Anthony Tanti (born September 7, 1963) is a retired Canadian professional ice hockey player. He was a left winger and played the majority of his career in the National Hockey League (NHL) with the Vancouver Canucks. Originally selected 12th overall by the Chicago Black Hawks in the 1981 NHL Entry Draft, he was traded to the Canucks in January 1983. Tanti achieved the 40-goal mark on three occasions during his seven-year tenure with Vancouver. After being traded away in January 1990, he spent one-and-a-half year stints with the Pittsburgh Penguins and Buffalo Sabres, respectively. After 12 years in the NHL, Tanti went overseas to play for BSC Preussen of the German Bundesliga. He retired following the 1997–98 season. Tanti was known as a skilled, goal-scoring forward and has been described as the first "true sniper" in Canucks history.[1] Tanti was born in Toronto, Ontario, but grew up in Mississauga, Ontario.

Playing career[edit]

After playing minor hockey with the Mississauga Reps of the Metro Toronto Hockey League, Tanti began his junior career with the B-level St. Michael's Buzzers; he scored 58 points over 37 games. The following season, Tanti moved up to the major junior level with the Oshawa Generals of the Ontario Hockey League (OHL). Recording 81 goals in his first OHL season, he broke the league's rookie goal-scoring record previously set by Wayne Gretzky (70 goals in 1977–78).[2] He added 69 assists for 150 points over 67 games. In the playoffs, he recorded 15 points over 11 games.
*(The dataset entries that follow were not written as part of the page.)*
// Copyright (c) 2024-2026 Martin Schröder <info@swedishembedded.com>
//
// SPDX-License-Identifier: Apache-2.0
//! Schema initialization and forward migration.
//!
//! The stored schema version lives in `PRAGMA user_version`:
//!
//! - `0`: fresh database (no tables yet)
//! - `1`: v1.0.0: base tables, no `artifacts.session_id`, no FTS index
//! - `2`: v1.0.1: adds `artifacts.session_id`
//! - `3`: adds the `messages_fts` FTS5 index with backfill
//!
//! Each step is additive, idempotent, and wrapped in its own transaction, so
//! a failure leaves the database at the previous version.  A fresh database
//! is created directly at [`CURRENT_VERSION`].

use rusqlite::Connection;

use crate::error::StoreError;

pub const CURRENT_VERSION: i64 = 3;

/// Base DDL as it shipped in v1.0.0.  Used by migration tests to seed an
/// old-format database; the live schema is produced by `create_latest`.
pub(crate) const SCHEMA_V1_0_0: &str = r#"
    CREATE TABLE IF NOT EXISTS sessions (
        id TEXT PRIMARY KEY,
        agent_id TEXT,
        parent_session_id TEXT,
        context_json TEXT,
        created_at TEXT NOT NULL,
        updated_at TEXT NOT NULL,
        total_cost_usd REAL NOT NULL DEFAULT 0,
        total_tokens INTEGER NOT NULL DEFAULT 0,
        FOREIGN KEY(parent_session_id) REFERENCES sessions(id) ON DELETE SET NULL
    );

    CREATE TABLE IF NOT EXISTS messages (
        id INTEGER PRIMARY KEY AUTOINCREMENT,
        session_id TEXT NOT NULL,
        role TEXT NOT NULL,
        content TEXT NOT NULL,
        tool_calls_json TEXT,
        tool_use_id TEXT,
        tool_result_json TEXT,
        session_context TEXT NOT NULL DEFAULT 'direct',
        timestamp TEXT NOT NULL,
        token_count INTEGER NOT NULL DEFAULT 0,
        cost_usd REAL NOT NULL DEFAULT 0,
        FOREIGN KEY(session_id) REFERENCES sessions(id) ON DELETE CASCADE
    );

    CREATE INDEX IF NOT EXISTS idx_messages_session ON messages(session_id);

    CREATE TABLE IF NOT EXISTS artifacts (
        id TEXT PRIMARY KEY,
        name TEXT NOT NULL,
        path TEXT,
        source TEXT,
        source_agent_id TEXT,
        purpose TEXT,
        content_type TEXT,
        size_bytes INTEGER NOT NULL DEFAULT 0,
        checksum TEXT,
        created_at TEXT NOT NULL,
        updated_at TEXT NOT NULL,
        last_accessed_at TEXT,
        access_count INTEGER NOT NULL DEFAULT 0,
        tags TEXT,
        metadata_json TEXT,
        deleted_at TEXT
    );

    CREATE TABLE IF NOT EXISTS memory_snapshots (
        session_id TEXT NOT NULL,
        snapshot_type TEXT NOT NULL,
        summary TEXT NOT NULL,
        token_count INTEGER NOT NULL DEFAULT 0,
        created_at TEXT NOT NULL,
        FOREIGN KEY(session_id) REFERENCES sessions(id) ON DELETE CASCADE
    );

    CREATE INDEX IF NOT EXISTS idx_snapshots_session
        ON memory_snapshots(session_id, snapshot_type);
"#;

const FTS_DDL: &str = r#"
    CREATE VIRTUAL TABLE messages_fts USING fts5(
        content,
        content='messages',
        content_rowid='id'
    );
"#;

/// Open-time entry point: create a fresh schema or walk the migration chain.
pub fn migrate(conn: &mut Connection) -> Result<(), StoreError> {
    conn.execute_batch("PRAGMA foreign_keys = ON;")?;
    loop {
        let version = user_version(conn)?;
        match version {
            0 => create_latest(conn)?,
            1 => migrate_v1_to_v2(conn)?,
            2 => migrate_v2_to_v3(conn)?,
            v if v >= CURRENT_VERSION => return Ok(()),
            v => {
                return Err(StoreError::Migration {
                    version: v,
                    message: "unknown schema version".into(),
                })
            }
        }
    }
}

fn user_version(conn: &Connection) -> Result<i64, StoreError> {
    let v: i64 = conn.query_row("PRAGMA user_version", [], |row| row.get(0))?;
    Ok(v)
}

fn set_user_version(conn: &Connection, v: i64) -> Result<(), StoreError> {
    // PRAGMA does not support bound parameters
    conn.execute_batch(&format!("PRAGMA user_version = {v}"))?;
    Ok(())
}

/// Fresh database: full current schema in one transaction.
fn create_latest(conn: &mut Connection) -> Result<(), StoreError> {
    let tx = conn.transaction()?;
    tx.execute_batch(SCHEMA_V1_0_0)?;
    tx.execute_batch("ALTER TABLE artifacts ADD COLUMN session_id TEXT;")?;
    tx.execute_batch(FTS_DDL)?;
    set_user_version(&tx, CURRENT_VERSION)?;
    tx.commit()?;
    Ok(())
}

/// v1.0.0 → v1.0.1: add `artifacts.session_id` when absent.
fn migrate_v1_to_v2(conn: &mut Connection) -> Result<(), StoreError> {
    let tx = conn.transaction()?;
    if !column_exists(&tx, "artifacts", "session_id")? {
        tx.execute_batch("ALTER TABLE artifacts ADD COLUMN session_id TEXT;")?;
    }
    set_user_version(&tx, 2)?;
    tx.commit().map_err(|e| StoreError::Migration {
        version: 1,
        message: e.to_string(),
    })
}

/// v1.0.1 → current: build the FTS index and backfill existing messages.
fn migrate_v2_to_v3(conn: &mut Connection) -> Result<(), StoreError> {
    let tx = conn.transaction()?;
    if !table_exists(&tx, "messages_fts")? {
        tx.execute_batch(FTS_DDL)?;
        tx.execute_batch(
            "INSERT INTO messages_fts(rowid, content) SELECT id, content FROM messages;",
        )?;
    }
    set_user_version(&tx, 3)?;
    tx.commit().map_err(|e| StoreError::Migration {
        version: 2,
        message: e.to_string(),
    })
}

fn column_exists(conn: &Connection, table: &str, column: &str) -> Result<bool, StoreError> {
    let mut stmt = conn.prepare(&format!("PRAGMA table_info({table})"))?;
    let mut rows = stmt.query([])?;
    while let Some(row) = rows.next()? {
        let name: String = row.get(1)?;
        if name == column {
            return Ok(true);
        }
    }
    Ok(false)
}

fn table_exists(conn: &Connection, name: &str) -> Result<bool, StoreError> {
    let count: i64 = conn.query_row(
        "SELECT COUNT(*) FROM sqlite_master WHERE type IN ('table', 'view') AND name = ?1",
        [name],
        |row| row.get(0),
    )?;
    Ok(count > 0)
}

/// Seed a database at schema v1.0.0 (test support for the migration path).
#[doc(hidden)]
pub fn seed_v1_0_0(conn: &mut Connection) -> Result<(), StoreError> {
    conn.execute_batch("PRAGMA foreign_keys = ON;")?;
    let tx = conn.transaction()?;
    tx.execute_batch(SCHEMA_V1_0_0)?;
    set_user_version(&tx, 1)?;
    tx.commit()?;
    Ok(())
}

// ─── Unit tests ──────────────────────────────────────────────────────────────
During the off-season, he was selected by the Chicago Black Hawks as the 12th overall pick in the 1981 NHL Entry Draft. He made his NHL debut with the Black Hawks in 1981–82, appearing in two games (no points), but spent the majority of the season back in the junior level with the Generals. Playing in 57 OHL games, he recorded 62 goals and 126 points. The following season, he registered 34 goals and 62 points through 30 OHL games. At the NHL level, he had played one contest with Chicago before being traded to the Vancouver Canucks on January 6, 1983. He was sent to Vancouver in exchange for forward Curt Fraser, a noted fighter also capable of scoring.[3]

Tanti joined a Canucks team that had competed in the Stanley Cup Finals the previous year (they lost to the New York Islanders). They failed to match that level of success during Tanti's tenure with the team and struggled to qualify for the playoffs yearly. Following the trade, Tanti immediately became a full-time NHLer and recorded 8 goals and 16 points over 39 games as a rookie. In his first full season as a Canuck (1983–84), he was chosen to the 1984 NHL All-Star Game, but was unable to play due to injury. Tanti went on to set a Canucks record with 45 goals, surpassing Darcy Rota's total of 42 from the previous season. Adding 41 assists for a career-high 86 points, he finished second in team scoring to linemate Patrik Sundstrom. The season also marked his first of five consecutive years leading the team in goal-scoring. He was also chosen as the fan-voted Most Exciting Player each year of that span.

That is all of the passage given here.